• [Exercise objective]: Please report, as a bare number, how many lines below include the string "that".

···

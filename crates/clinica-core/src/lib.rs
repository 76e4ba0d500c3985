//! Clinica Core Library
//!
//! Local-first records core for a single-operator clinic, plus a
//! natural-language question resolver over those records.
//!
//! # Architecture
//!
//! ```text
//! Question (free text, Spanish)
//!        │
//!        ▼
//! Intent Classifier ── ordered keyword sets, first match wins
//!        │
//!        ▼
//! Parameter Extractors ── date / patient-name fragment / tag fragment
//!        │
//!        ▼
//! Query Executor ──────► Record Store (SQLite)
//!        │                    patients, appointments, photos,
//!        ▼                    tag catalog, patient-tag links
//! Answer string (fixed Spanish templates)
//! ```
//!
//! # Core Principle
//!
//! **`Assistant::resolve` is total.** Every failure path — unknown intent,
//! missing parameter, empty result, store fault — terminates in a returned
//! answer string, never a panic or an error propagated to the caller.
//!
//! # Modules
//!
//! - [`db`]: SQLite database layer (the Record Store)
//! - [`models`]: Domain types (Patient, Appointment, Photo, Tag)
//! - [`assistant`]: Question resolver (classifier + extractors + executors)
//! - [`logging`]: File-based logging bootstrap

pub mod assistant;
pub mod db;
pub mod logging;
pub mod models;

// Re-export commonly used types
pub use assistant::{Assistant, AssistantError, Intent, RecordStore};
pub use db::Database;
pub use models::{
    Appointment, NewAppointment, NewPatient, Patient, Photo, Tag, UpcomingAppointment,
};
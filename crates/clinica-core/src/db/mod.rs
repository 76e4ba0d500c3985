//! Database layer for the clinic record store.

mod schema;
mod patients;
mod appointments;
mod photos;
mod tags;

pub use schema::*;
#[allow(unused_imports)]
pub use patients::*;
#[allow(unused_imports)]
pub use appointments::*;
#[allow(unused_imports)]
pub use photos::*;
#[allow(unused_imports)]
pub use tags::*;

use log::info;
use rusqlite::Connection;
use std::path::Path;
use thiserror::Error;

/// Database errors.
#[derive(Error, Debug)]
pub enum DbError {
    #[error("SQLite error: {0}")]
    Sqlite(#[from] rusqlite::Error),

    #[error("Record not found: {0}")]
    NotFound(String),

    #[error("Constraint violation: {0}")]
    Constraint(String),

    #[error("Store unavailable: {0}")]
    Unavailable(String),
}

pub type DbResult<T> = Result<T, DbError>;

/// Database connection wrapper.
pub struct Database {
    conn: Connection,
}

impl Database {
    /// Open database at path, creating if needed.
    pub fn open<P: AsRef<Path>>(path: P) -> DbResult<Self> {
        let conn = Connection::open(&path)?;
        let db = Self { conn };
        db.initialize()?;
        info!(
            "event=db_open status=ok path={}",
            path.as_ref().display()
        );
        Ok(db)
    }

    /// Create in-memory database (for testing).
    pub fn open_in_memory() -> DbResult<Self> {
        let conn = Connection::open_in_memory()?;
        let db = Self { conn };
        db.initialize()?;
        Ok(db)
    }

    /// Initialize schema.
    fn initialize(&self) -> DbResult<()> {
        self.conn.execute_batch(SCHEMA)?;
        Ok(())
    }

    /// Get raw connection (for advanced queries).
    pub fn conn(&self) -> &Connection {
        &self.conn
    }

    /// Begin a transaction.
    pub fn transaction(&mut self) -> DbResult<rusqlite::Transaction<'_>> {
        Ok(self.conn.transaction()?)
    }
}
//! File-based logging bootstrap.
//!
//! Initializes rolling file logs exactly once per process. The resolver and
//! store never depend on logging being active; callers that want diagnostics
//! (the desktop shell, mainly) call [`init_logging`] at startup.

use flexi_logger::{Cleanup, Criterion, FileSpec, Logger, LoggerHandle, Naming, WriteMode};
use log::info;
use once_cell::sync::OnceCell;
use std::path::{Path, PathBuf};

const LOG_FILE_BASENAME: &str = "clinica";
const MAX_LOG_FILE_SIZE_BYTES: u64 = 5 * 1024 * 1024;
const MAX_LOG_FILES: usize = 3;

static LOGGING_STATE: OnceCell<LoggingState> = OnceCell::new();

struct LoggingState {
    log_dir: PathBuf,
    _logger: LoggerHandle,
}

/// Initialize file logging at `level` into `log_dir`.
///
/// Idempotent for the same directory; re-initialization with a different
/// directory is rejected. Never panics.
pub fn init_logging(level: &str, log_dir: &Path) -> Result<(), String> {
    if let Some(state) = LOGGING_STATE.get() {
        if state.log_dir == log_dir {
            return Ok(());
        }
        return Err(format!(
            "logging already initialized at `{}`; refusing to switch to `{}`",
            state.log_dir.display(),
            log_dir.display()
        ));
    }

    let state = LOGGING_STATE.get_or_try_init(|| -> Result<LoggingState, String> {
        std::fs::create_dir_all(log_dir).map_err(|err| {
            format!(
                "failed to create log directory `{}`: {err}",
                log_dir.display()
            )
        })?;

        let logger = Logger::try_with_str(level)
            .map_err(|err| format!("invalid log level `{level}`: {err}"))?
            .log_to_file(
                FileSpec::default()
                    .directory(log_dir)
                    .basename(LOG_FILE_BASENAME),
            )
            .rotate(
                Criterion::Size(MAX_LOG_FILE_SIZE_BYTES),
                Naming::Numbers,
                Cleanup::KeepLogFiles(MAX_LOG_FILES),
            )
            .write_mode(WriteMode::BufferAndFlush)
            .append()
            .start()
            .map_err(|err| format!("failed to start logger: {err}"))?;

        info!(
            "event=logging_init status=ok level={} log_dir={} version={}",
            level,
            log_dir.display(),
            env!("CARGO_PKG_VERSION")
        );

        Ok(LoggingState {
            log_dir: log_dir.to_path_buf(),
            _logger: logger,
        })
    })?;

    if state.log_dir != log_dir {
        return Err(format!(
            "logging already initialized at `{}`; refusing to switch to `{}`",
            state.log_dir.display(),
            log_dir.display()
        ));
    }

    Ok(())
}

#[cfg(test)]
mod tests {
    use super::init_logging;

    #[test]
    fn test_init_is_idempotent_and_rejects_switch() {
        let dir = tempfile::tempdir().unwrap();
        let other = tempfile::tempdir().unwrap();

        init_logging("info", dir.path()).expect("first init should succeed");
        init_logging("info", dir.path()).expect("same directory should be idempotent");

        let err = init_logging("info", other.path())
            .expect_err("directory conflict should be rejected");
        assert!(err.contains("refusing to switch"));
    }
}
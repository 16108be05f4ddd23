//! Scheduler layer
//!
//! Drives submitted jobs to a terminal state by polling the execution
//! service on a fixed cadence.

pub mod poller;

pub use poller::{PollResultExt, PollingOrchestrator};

···

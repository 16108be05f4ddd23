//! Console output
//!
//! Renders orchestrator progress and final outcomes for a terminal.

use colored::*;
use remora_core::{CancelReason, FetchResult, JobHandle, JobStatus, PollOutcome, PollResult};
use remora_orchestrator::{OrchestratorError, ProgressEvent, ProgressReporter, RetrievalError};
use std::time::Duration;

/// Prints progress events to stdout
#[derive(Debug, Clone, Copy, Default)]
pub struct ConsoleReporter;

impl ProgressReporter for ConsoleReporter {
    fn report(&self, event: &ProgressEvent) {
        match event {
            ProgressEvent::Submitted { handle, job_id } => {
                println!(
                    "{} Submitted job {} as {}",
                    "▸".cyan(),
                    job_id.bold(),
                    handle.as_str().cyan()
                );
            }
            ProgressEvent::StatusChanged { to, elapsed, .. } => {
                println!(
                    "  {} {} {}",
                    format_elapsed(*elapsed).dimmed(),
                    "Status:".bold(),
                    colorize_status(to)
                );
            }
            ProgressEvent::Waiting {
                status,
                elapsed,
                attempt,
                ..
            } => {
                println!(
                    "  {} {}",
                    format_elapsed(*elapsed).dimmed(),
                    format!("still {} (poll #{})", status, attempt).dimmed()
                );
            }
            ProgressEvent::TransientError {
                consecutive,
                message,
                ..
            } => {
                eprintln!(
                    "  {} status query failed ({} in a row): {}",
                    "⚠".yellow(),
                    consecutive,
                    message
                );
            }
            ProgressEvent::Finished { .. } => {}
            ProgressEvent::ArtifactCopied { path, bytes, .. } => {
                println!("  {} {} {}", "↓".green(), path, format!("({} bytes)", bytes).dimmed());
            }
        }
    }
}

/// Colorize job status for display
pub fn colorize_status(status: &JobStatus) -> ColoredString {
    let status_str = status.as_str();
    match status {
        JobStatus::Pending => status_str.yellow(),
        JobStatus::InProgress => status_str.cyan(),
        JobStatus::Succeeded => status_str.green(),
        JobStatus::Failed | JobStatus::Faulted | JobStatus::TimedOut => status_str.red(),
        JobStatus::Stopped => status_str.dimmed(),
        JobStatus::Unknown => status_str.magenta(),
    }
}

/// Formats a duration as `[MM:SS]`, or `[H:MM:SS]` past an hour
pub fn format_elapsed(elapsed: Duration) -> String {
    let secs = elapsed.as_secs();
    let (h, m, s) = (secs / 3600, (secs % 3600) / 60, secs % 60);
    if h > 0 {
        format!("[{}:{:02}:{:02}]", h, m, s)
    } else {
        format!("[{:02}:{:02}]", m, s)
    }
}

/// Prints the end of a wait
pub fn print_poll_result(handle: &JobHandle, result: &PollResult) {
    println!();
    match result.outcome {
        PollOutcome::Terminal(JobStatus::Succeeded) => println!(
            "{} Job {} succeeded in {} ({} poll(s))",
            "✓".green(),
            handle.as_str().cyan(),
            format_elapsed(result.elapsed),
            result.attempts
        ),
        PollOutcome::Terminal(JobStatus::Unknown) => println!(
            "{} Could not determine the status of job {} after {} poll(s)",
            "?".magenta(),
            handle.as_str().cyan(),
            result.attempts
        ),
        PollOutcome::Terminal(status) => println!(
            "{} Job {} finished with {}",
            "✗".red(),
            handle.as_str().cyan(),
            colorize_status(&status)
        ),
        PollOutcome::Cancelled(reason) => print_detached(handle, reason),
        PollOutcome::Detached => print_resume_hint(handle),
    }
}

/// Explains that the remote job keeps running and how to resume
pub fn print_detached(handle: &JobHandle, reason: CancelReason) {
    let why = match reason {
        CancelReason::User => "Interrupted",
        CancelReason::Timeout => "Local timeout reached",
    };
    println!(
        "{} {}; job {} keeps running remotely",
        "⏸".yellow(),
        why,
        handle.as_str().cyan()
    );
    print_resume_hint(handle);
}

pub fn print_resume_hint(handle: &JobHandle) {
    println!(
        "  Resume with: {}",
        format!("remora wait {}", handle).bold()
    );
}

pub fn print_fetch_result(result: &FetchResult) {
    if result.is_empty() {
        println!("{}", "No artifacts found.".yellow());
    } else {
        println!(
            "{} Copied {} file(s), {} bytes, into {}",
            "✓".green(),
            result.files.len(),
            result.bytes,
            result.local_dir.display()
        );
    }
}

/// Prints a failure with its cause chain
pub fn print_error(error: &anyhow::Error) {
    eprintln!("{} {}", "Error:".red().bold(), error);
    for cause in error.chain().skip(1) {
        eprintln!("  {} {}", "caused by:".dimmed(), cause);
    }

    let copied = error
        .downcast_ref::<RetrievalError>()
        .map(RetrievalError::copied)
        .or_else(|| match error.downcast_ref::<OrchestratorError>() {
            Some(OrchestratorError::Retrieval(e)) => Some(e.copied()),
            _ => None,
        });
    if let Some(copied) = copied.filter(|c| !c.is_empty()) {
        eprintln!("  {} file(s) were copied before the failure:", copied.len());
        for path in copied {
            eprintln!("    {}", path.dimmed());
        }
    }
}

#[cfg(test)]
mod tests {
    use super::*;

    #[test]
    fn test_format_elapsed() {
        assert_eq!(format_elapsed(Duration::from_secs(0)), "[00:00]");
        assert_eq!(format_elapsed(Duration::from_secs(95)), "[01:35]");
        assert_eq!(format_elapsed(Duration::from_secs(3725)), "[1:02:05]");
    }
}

···

• [Final answer]: 2